_What the task requires_: From the line that contains "pub fn part_two(input_path: &Path)" to the last line of the entries, write each line out exactly; include both ends and nothing else.

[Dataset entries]
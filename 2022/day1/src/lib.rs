use std::{error, fmt::Display, path::Path};

use anyhow::{Context, Result};

#[derive(Debug)]
pub enum Error {
    InvalidCaloriesText(String),
}

impl Display for Error {
    fn fmt(&self, f: &mut std::fmt::Formatter<'_>) -> std::fmt::Result {
        match self {
            Error::InvalidCaloriesText(s) => write!(f, "Invalid text({}) for calories.", s),
        }
    }
}

impl error::Error for Error {}

/// Food carried by one elf, in calories per item.
#[derive(Debug)]
pub struct Elf {
    calories: Vec<u64>,
}

impl TryFrom<&[String]> for Elf {
    type Error = Error;

    fn try_from(value: &[String]) -> std::result::Result<Self, Self::Error> {
        let calories = value
            .iter()
            .map(|s| {
                s.trim()
                    .parse::<u64>()
                    .map_err(|_| Error::InvalidCaloriesText(s.to_string()))
            })
            .collect::<Result<Vec<_>, _>>()?;

        Ok(Self { calories })
    }
}

impl Elf {
    pub fn total(&self) -> u64 {
        self.calories.iter().sum()
    }
}

/// Sum of the `n` largest totals among given elves.
pub fn top_totals(elves: &[Elf], n: usize) -> u64 {
    let mut totals = elves.iter().map(Elf::total).collect::<Vec<_>>();
    totals.sort_unstable_by(|a, b| b.cmp(a));
    totals.iter().take(n).sum()
}

pub fn read_elves<P: AsRef<Path>>(path: P) -> Result<Vec<Elf>> {
    toolkit::input::read_records(&path)?
        .iter()
        .enumerate()
        .map(|(ind, record)| {
            Elf::try_from(record.as_slice()).with_context(|| {
                format!(
                    "Failed to read elf {} from given file({}).",
                    ind + 1,
                    path.as_ref().display()
                )
            })
        })
        .collect()
}

pub fn part_one(input_path: &Path) -> Result<u64> {
    Ok(top_totals(&read_elves(input_path)?, 1))
}

pub fn part_two(input_path: &Path) -> Result<u64> {
    Ok(top_totals(&read_elves(input_path)?, 3))
}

_Reply_:
pub fn part_two(input_path: &Path) -> Result<u64> {
    Ok(top_totals(&read_elves(input_path)?, 3))
}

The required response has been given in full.